A revelação de novos casos de doações ilegais no município baiano de Monte Santo apontam para a existência de uma organização criminosa que atua na região há pelo menos cinco anos no tráfico de crianças e põe em cheque o sistema judiciário local.
Neste domingo (21), o programa Fantástico, da Rede Globo, revelou três novos casos de doações ilegais de crianças de famílias pobres, moradoras de pequenos povoados na zona rural do município, que fica na região Nordeste da Bahia, a 352 quilômetros de Salvador.
Os três novos casos de doações ilegais envolvem quatro crianças e se somam ao episódio mostrado anteriormente pelo programa, sobre o casal Silvânia Maria da Silva e Gerôncio de Brito Souza, que teve cinco filhos tirados à força de casa e entregues a famílias de São Paulo. Em todos eles, um ponto em comum: a presença de agenciadores que enganaram mães e pais para lhes tirar os filhos.
Ao contrário do caso dos cinco filhos de Silvânia e Gerôncio, em que houve adoções formais, embora repletas de irregularidades, nos três novos casos denunciados pelo Fantástico, a entrega das quatro crianças foi feita pela família biológica, mas sem o necessário processo de adoção, conforme explica o promotor de Justiça Luciano Ghignone.
Há suspeitas, inclusive, de que as quatro crianças foram levadas com documentos falsos e as investigações descobriram indícios de que as falsificações podem ter sido feitas no fórum de Monte Santo.
Por conta disso, o atual juiz de Monte Santo, Luiz Roberto Cappio, mandou fechar os cartórios de registro civil e da vara criminal da comarca.
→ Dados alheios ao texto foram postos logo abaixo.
use std::collections::{HashMap, HashSet};
use std::sync::{Arc, Mutex};
use std::time::Duration;

use async_trait::async_trait;
use subdomain::gen::parse_dict_lines;
use subdomain::handle::{process_candidate, ScanContext};
use subdomain::state::BruteForceState;
use subdomain::{
    CandidateOutcome, ConfigError, DnsError, DnsErrorKind, MemoryReporter, QueryType, Resolve,
    ScanSummary, SubdomainBruteConfig, SubdomainBruteEngine, TaskQueue, WildcardDetector,
    WordLists,
};

/// 按脚本应答的解析器，未配置的名字一律 NXDOMAIN
#[derive(Default)]
struct ScriptedResolver {
    answers: HashMap<(String, QueryType), Result<Vec<String>, DnsError>>,
    log: Mutex<Vec<(String, QueryType)>>,
}

impl ScriptedResolver {
    fn a(mut self, name: &str, ips: &[&str]) -> Self {
        self.answers.insert(
            (name.to_string(), QueryType::A),
            Ok(ips.iter().map(|s| s.to_string()).collect()),
        );
        self
    }

    fn cname(mut self, name: &str, target: &str) -> Self {
        self.answers
            .insert((name.to_string(), QueryType::Cname), Ok(vec![target.to_string()]));
        self
    }

    fn fail(mut self, name: &str, kind: DnsErrorKind) -> Self {
        self.answers
            .insert((name.to_string(), QueryType::A), Err(DnsError::new(kind, "scripted")));
        self
    }

    fn queried(&self, query_type: QueryType) -> Vec<String> {
        self.log
            .lock()
            .unwrap()
            .iter()
            .filter(|(_, t)| *t == query_type)
            .map(|(n, _)| n.clone())
            .collect()
    }
}

#[async_trait]
impl Resolve for ScriptedResolver {
    async fn query(&self, name: &str, query_type: QueryType) -> Result<Vec<String>, DnsError> {
        self.log.lock().unwrap().push((name.to_string(), query_type));
        tokio::time::sleep(Duration::from_millis(1)).await;
        match self.answers.get(&(name.to_string(), query_type)) {
            Some(answer) => answer.clone(),
            None => Err(DnsError::nxdomain(name)),
        }
    }
}

fn config(workers: usize) -> SubdomainBruteConfig {
    SubdomainBruteConfig {
        domain: "example.com".to_string(),
        num_workers: workers,
        silent: true,
        ..Default::default()
    }
}

async fn scan(
    resolver: Arc<ScriptedResolver>,
    words: WordLists,
    config: SubdomainBruteConfig,
) -> (ScanSummary, Arc<MemoryReporter>) {
    let reporter = Arc::new(MemoryReporter::new());
    let engine = SubdomainBruteEngine::new(config, resolver, words, reporter.clone()).unwrap();
    let summary = tokio::time::timeout(Duration::from_secs(30), engine.run())
        .await
        .expect("scan did not terminate");
    (summary, reporter)
}

fn context(resolver: Arc<ScriptedResolver>, next_subs: &[&str]) -> (ScanContext, Arc<MemoryReporter>) {
    let reporter = Arc::new(MemoryReporter::new());
    let ctx = ScanContext {
        domain: "example.com".to_string(),
        resolver,
        queue: Arc::new(TaskQueue::new()),
        state: BruteForceState::new(),
        wildcard: WildcardDetector::new(),
        next_subs: Arc::new(next_subs.iter().map(|s| s.to_string()).collect()),
        reporter: reporter.clone(),
    };
    (ctx, reporter)
}

fn words(subnames: &[&str], next_subs: &[&str]) -> WordLists {
    WordLists::new(
        subnames.iter().map(|s| s.to_string()).collect(),
        next_subs.iter().map(|s| s.to_string()).collect(),
    )
}

#[tokio::test]
async fn finds_www_and_discards_letter_expansion() {
    let resolver = Arc::new(ScriptedResolver::default().a("www.example.com", &["93.184.216.34"]));
    let subnames = parse_dict_lines("www\na{letter}\n");
    assert_eq!(subnames.len(), 27);

    let (summary, reporter) = scan(resolver.clone(), WordLists::new(subnames, vec![]), config(10)).await;

    assert_eq!(summary.found, 1);
    assert_eq!(summary.found_subs, vec!["www".to_string()]);
    let results = reporter.results();
    assert_eq!(results.len(), 1);
    assert_eq!(results[0].domain, "www.example.com");
    assert_eq!(results[0].ip, "93.184.216.34");
    assert!(reporter.lines()[0].ends_with("\t93.184.216.34"));

    let a_queries = resolver.queried(QueryType::A);
    let expanded: HashSet<_> = a_queries
        .iter()
        .filter(|n| n.len() == "aa.example.com".len() && n.starts_with('a'))
        .collect();
    assert_eq!(expanded.len(), 26);
    // 26个展开候选 + www 的A查询 + www 的探测查询
    assert_eq!(a_queries.len(), 28);
    // 27个候选 + 1次CNAME查询
    assert_eq!(summary.scanned, 28);
}

#[tokio::test]
async fn all_absent_terminates_with_nothing_found() {
    let resolver = Arc::new(ScriptedResolver::default());
    let subnames: Vec<String> = (0..500).map(|i| format!("host{}", i)).collect();

    let (summary, reporter) = scan(resolver.clone(), WordLists::new(subnames, vec!["dev".into()]), config(100)).await;

    assert_eq!(summary.found, 0);
    assert_eq!(summary.scanned, 500);
    assert!(reporter.results().is_empty());
    assert_eq!(resolver.queried(QueryType::A).len(), 500);
    assert!(resolver.queried(QueryType::Cname).is_empty());
}

#[tokio::test]
async fn empty_dictionary_finishes_immediately() {
    let resolver = Arc::new(ScriptedResolver::default());
    let (summary, _) = scan(resolver, words(&[], &["dev"]), config(8)).await;
    assert_eq!(summary.found, 0);
    assert_eq!(summary.scanned, 0);
}

#[tokio::test]
async fn nxdomain_probe_enqueues_next_level() {
    let resolver = Arc::new(ScriptedResolver::default().a("www.example.com", &["10.0.0.1"]));
    let (ctx, _) = context(resolver.clone(), &["dev", "test", "api"]);

    let outcome = process_candidate(&ctx, "www").await;

    assert_eq!(outcome, CandidateOutcome::Found { recursed: 3 });
    assert_eq!(ctx.queue.len(), 3);
    assert!(resolver
        .queried(QueryType::A)
        .contains(&"subdomain.www.example.com".to_string()));
}

#[tokio::test]
async fn recursion_reaches_second_level() {
    let resolver = Arc::new(
        ScriptedResolver::default()
            .a("www.example.com", &["10.0.0.1"])
            .a("dev.www.example.com", &["10.0.0.2"]),
    );

    let (summary, reporter) = scan(resolver.clone(), words(&["www"], &["dev", "test"]), config(4)).await;

    let found: HashSet<String> = reporter.results().into_iter().map(|r| r.domain).collect();
    assert_eq!(summary.found, 2);
    assert!(found.contains("www.example.com"));
    assert!(found.contains("dev.www.example.com"));
    let a_queries = resolver.queried(QueryType::A);
    assert!(a_queries.contains(&"test.www.example.com".to_string()));
    assert!(a_queries.contains(&"dev.dev.www.example.com".to_string()));
}

#[tokio::test]
async fn resolving_probe_stops_recursion() {
    let resolver = Arc::new(
        ScriptedResolver::default()
            .a("www.example.com", &["10.0.0.1"])
            .a("subdomain.www.example.com", &["10.0.0.1"]),
    );
    let (ctx, _) = context(resolver, &["dev", "test"]);

    assert_eq!(process_candidate(&ctx, "www").await, CandidateOutcome::Found { recursed: 0 });
    assert!(ctx.queue.is_empty());
}

#[tokio::test]
async fn failing_probe_stops_recursion() {
    let resolver = Arc::new(
        ScriptedResolver::default()
            .a("www.example.com", &["10.0.0.1"])
            .fail("subdomain.www.example.com", DnsErrorKind::Timeout),
    );
    let (ctx, reporter) = context(resolver, &["dev", "test"]);

    assert_eq!(process_candidate(&ctx, "www").await, CandidateOutcome::Found { recursed: 0 });
    assert!(ctx.queue.is_empty());
    assert_eq!(reporter.results().len(), 1);
}

#[tokio::test]
async fn sinkhole_answers_are_never_reported() {
    let resolver = Arc::new(
        ScriptedResolver::default()
            .a("a.example.com", &["0.0.0.0"])
            .a("b.example.com", &["127.0.0.1"])
            .a("c.example.com", &["1.1.1.1"])
            .a("d.example.com", &["1.1.1.1", "8.8.8.8"]),
    );

    let (summary, reporter) = scan(resolver.clone(), words(&["a", "b", "c", "d"], &["x"]), config(4)).await;

    assert_eq!(summary.found, 1);
    assert_eq!(reporter.results()[0].domain, "d.example.com");
    assert_eq!(reporter.results()[0].ip, "1.1.1.1,8.8.8.8");
    // 黑洞结果不会触发CNAME查询和递归探测
    assert_eq!(resolver.queried(QueryType::Cname), vec!["d.example.com".to_string()]);
}

#[tokio::test]
async fn wildcard_leaf_is_suppressed_after_thirty() {
    let mut resolver = ScriptedResolver::default();
    let mut subnames = Vec::new();
    for i in 0..40 {
        let sub = format!("p{}.api", i);
        resolver = resolver.a(&format!("{}.example.com", sub), &["5.5.5.5"]);
        subnames.push(sub);
    }
    let resolver = Arc::new(resolver);

    let (summary, reporter) = scan(resolver.clone(), WordLists::new(subnames, vec!["dev".into()]), config(16)).await;

    assert_eq!(summary.found, 30);
    assert_eq!(reporter.results().len(), 30);
    // 只有未被抑制的30个结果会发出递归探测
    let probes = resolver
        .queried(QueryType::A)
        .into_iter()
        .filter(|n| n.starts_with("subdomain."))
        .count();
    assert_eq!(probes, 30);
}

#[tokio::test]
async fn duplicates_are_resolved_once() {
    let resolver = Arc::new(ScriptedResolver::default().a("www.example.com", &["10.0.0.1"]));

    let (summary, reporter) = scan(resolver.clone(), words(&["www", "www", "www"], &[]), config(1)).await;

    assert_eq!(summary.found, 1);
    assert_eq!(reporter.results().len(), 1);
    let www_queries = resolver
        .queried(QueryType::A)
        .into_iter()
        .filter(|n| n == "www.example.com")
        .count();
    assert_eq!(www_queries, 1);
}

#[tokio::test(flavor = "multi_thread", worker_threads = 4)]
async fn concurrent_duplicates_are_reported_once() {
    let resolver = Arc::new(ScriptedResolver::default().a("www.example.com", &["10.0.0.1"]));

    let (summary, reporter) = scan(resolver.clone(), words(&["www", "www"], &["dev"]), config(4)).await;

    assert_eq!(summary.found, 1);
    assert_eq!(reporter.results().len(), 1);
    assert_eq!(summary.found_subs, vec!["www".to_string()]);
    let child_queries = resolver
        .queried(QueryType::A)
        .into_iter()
        .filter(|n| n == "dev.www.example.com")
        .count();
    assert_eq!(child_queries, 1);
}

#[tokio::test]
async fn found_candidate_is_a_noop() {
    let resolver = Arc::new(ScriptedResolver::default().a("www.example.com", &["10.0.0.1"]));
    let (ctx, reporter) = context(resolver.clone(), &[]);

    assert_eq!(process_candidate(&ctx, "www").await, CandidateOutcome::Found { recursed: 0 });
    assert_eq!(process_candidate(&ctx, "www").await, CandidateOutcome::Duplicate);
    assert_eq!(reporter.results().len(), 1);
    assert_eq!(resolver.queried(QueryType::A).len(), 2);
}

#[tokio::test]
async fn cname_inside_target_is_chased() {
    let resolver = Arc::new(
        ScriptedResolver::default()
            .a("cdn.example.com", &["10.0.0.1"])
            .cname("cdn.example.com", "edge.lb.example.com")
            .a("edge.lb.example.com", &["10.0.0.9"])
            .a("static.example.com", &["10.0.0.2"])
            .cname("static.example.com", "static.akamai.net")
            .a("img.example.com", &["10.0.0.3"])
            .cname("img.example.com", "imgexample.com"),
    );

    let (summary, reporter) = scan(resolver.clone(), words(&["cdn", "static", "img"], &[]), config(4)).await;

    let found: HashSet<String> = reporter.results().into_iter().map(|r| r.domain).collect();
    assert_eq!(summary.found, 4);
    assert!(found.contains("edge.lb.example.com"));
    let a_queries = resolver.queried(QueryType::A);
    assert!(!a_queries.iter().any(|n| n.contains("akamai")));
    assert!(!a_queries.contains(&"im.example.com".to_string()));
}

#[tokio::test]
async fn transient_errors_abandon_candidate() {
    let resolver = Arc::new(
        ScriptedResolver::default()
            .fail("slow.example.com", DnsErrorKind::Timeout)
            .fail("broken.example.com", DnsErrorKind::ServerFailure),
    );
    let (ctx, reporter) = context(resolver, &["dev"]);

    assert_eq!(
        process_candidate(&ctx, "slow").await,
        CandidateOutcome::Failed(DnsErrorKind::Timeout)
    );
    assert_eq!(
        process_candidate(&ctx, "broken").await,
        CandidateOutcome::Failed(DnsErrorKind::ServerFailure)
    );
    assert_eq!(process_candidate(&ctx, "missing").await, CandidateOutcome::Absent);
    assert!(reporter.results().is_empty());
    assert!(ctx.queue.is_empty());
    assert!(!ctx.state.is_found("slow"));
}

#[tokio::test]
async fn queue_ceiling_bounds_expansion() {
    let resolver = Arc::new(ScriptedResolver::default().a("www.example.com", &["10.0.0.1"]));
    let next: Vec<String> = (0..50).map(|i| format!("n{}", i)).collect();
    let mut cfg = config(1);
    cfg.max_queue = Some(5);

    let (summary, _) = scan(resolver.clone(), WordLists::new(vec!["www".into()], next), cfg).await;

    assert_eq!(summary.found, 1);
    let second_level = resolver
        .queried(QueryType::A)
        .into_iter()
        .filter(|n| n.ends_with(".www.example.com") && !n.starts_with("subdomain."))
        .count();
    assert_eq!(second_level, 5);
}

#[test]
fn engine_rejects_bad_configuration() {
    let resolver = Arc::new(ScriptedResolver::default());
    let reporter = Arc::new(MemoryReporter::new());

    let mut bad_domain = config(10);
    bad_domain.domain = "not a domain".to_string();
    assert!(matches!(
        SubdomainBruteEngine::new(bad_domain, resolver.clone(), words(&[], &[]), reporter.clone()),
        Err(ConfigError::InvalidDomain(_))
    ));

    assert!(matches!(
        SubdomainBruteEngine::new(config(0), resolver, words(&[], &[]), reporter),
        Err(ConfigError::NoWorkers)
    ));
}

#[test]
fn default_config() {
    let config = SubdomainBruteConfig::default();
    assert_eq!(config.num_workers, 100);
    assert_eq!(config.timeout, Duration::from_millis(100));
    assert!(!config.full);
    assert!(config.max_queue.is_none());
}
Ele teme que provas da atuação da organização criminosa venham a ser adulteradas ou simplesmente sumam. O juiz também não descarta uma infiltração da quadrilha no serviço público.
O Conselho Nacional de Justiça (CNJ) orientou o Tribunal de Justiça da Bahia a investigar o juiz Vítor Manoel Xavier Bizerra. Foi ele quem mandou retirar à força, de dentro de casa, as crianças de Silvânia e Gerôncio. E era ele o juiz quando as outras três mulheres perderam seus filhos.